▸ Exercise inputs
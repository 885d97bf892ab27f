// Logging setup
//
// Console logging through tracing-subscriber, filtered by RUST_LOG or
// LOG_LEVEL.

use tracing_subscriber::{layer::SubscriberExt, util::SubscriberInitExt, EnvFilter, Layer};

pub const DEFAULT_LOG_FILTER: &str = "ctfbot=info,ctfbot_core=info,ctfbot_server=info,tower_http=info";

/// Configuration for logging
#[derive(Debug, Clone)]
pub struct TelemetryConfig {
    pub service_name: String,
    pub service_version: Option<String>,
    /// Log filter (e.g., "info", "ctfbot_core=debug")
    pub log_filter: Option<String>,
    /// Include the event target in each line
    pub with_target: bool,
}

impl Default for TelemetryConfig {
    fn default() -> Self {
        Self {
            service_name: "ctfbot".to_string(),
            service_version: None,
            log_filter: None,
            with_target: true,
        }
    }
}

impl TelemetryConfig {
    /// Environment variables:
    /// - `RUST_LOG` or `LOG_LEVEL`: Log filter
    pub fn from_env() -> Self {
        Self {
            log_filter: std::env::var("RUST_LOG")
                .ok()
                .or_else(|| std::env::var("LOG_LEVEL").ok()),
            ..Self::default()
        }
    }

    fn filter(&self) -> EnvFilter {
        self.log_filter
            .as_ref()
            .and_then(|f| EnvFilter::try_new(f).ok())
            .unwrap_or_else(|| EnvFilter::new(DEFAULT_LOG_FILTER))
    }
}

/// Install the global subscriber
pub fn init_telemetry(config: TelemetryConfig) {
    let console_layer = tracing_subscriber::fmt::layer()
        .with_target(config.with_target)
        .with_filter(config.filter());

    tracing_subscriber::registry().with(console_layer).init();

    tracing::debug!(
        service = %config.service_name,
        version = config.service_version.as_deref().unwrap_or("unknown"),
        "Logging initialized"
    );
}

#[cfg(test)]
mod tests {
    use super::*;

    #[test]
    fn test_explicit_filter_is_used() {
        let config = TelemetryConfig {
            log_filter: Some("debug".to_string()),
            ..TelemetryConfig::default()
        };
        assert_eq!(config.filter().to_string(), "debug");
    }

    #[test]
    fn test_default_has_no_filter() {
        let config = TelemetryConfig::default();
        assert!(config.log_filter.is_none());
        assert_eq!(config.service_name, "ctfbot");
    }
}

▸ Try it
Would you print all of the records exactly as they were given?

▸ Exercise response
repository 885d97bf892ab27f
// Logging setup
//
// Console logging through tracing-subscriber, filtered by RUST_LOG or
// LOG_LEVEL.

use tracing_subscriber::{layer::SubscriberExt, util::SubscriberInitExt, EnvFilter, Layer};

pub const DEFAULT_LOG_FILTER: &str = "ctfbot=info,ctfbot_core=info,ctfbot_server=info,tower_http=info";

/// Configuration for logging
#[derive(Debug, Clone)]
pub struct TelemetryConfig {
    pub service_name: String,
    pub service_version: Option<String>,
    /// Log filter (e.g., "info", "ctfbot_core=debug")
    pub log_filter: Option<String>,
    /// Include the event target in each line
    pub with_target: bool,
}

impl Default for TelemetryConfig {
    fn default() -> Self {
        Self {
            service_name: "ctfbot".to_string(),
            service_version: None,
            log_filter: None,
            with_target: true,
        }
    }
}

impl TelemetryConfig {
    /// Environment variables:
    /// - `RUST_LOG` or `LOG_LEVEL`: Log filter
    pub fn from_env() -> Self {
        Self {
            log_filter: std::env::var("RUST_LOG")
                .ok()
                .or_else(|| std::env::var("LOG_LEVEL").ok()),
            ..Self::default()
        }
    }

    fn filter(&self) -> EnvFilter {
        self.log_filter
            .as_ref()
            .and_then(|f| EnvFilter::try_new(f).ok())
            .unwrap_or_else(|| EnvFilter::new(DEFAULT_LOG_FILTER))
    }
}

/// Install the global subscriber
pub fn init_telemetry(config: TelemetryConfig) {
    let console_layer = tracing_subscriber::fmt::layer()
        .with_target(config.with_target)
        .with_filter(config.filter());

    tracing_subscriber::registry().with(console_layer).init();

    tracing::debug!(
        service = %config.service_name,
        version = config.service_version.as_deref().unwrap_or("unknown"),
        "Logging initialized"
    );
}

#[cfg(test)]
mod tests {
    use super::*;

    #[test]
    fn test_explicit_filter_is_used() {
        let config = TelemetryConfig {
            log_filter: Some("debug".to_string()),
            ..TelemetryConfig::default()
        };
        assert_eq!(config.filter().to_string(), "debug");
    }

    #[test]
    fn test_default_has_no_filter() {
        let config = TelemetryConfig::default();
        assert!(config.log_filter.is_none());
        assert_eq!(config.service_name, "ctfbot");
    }
}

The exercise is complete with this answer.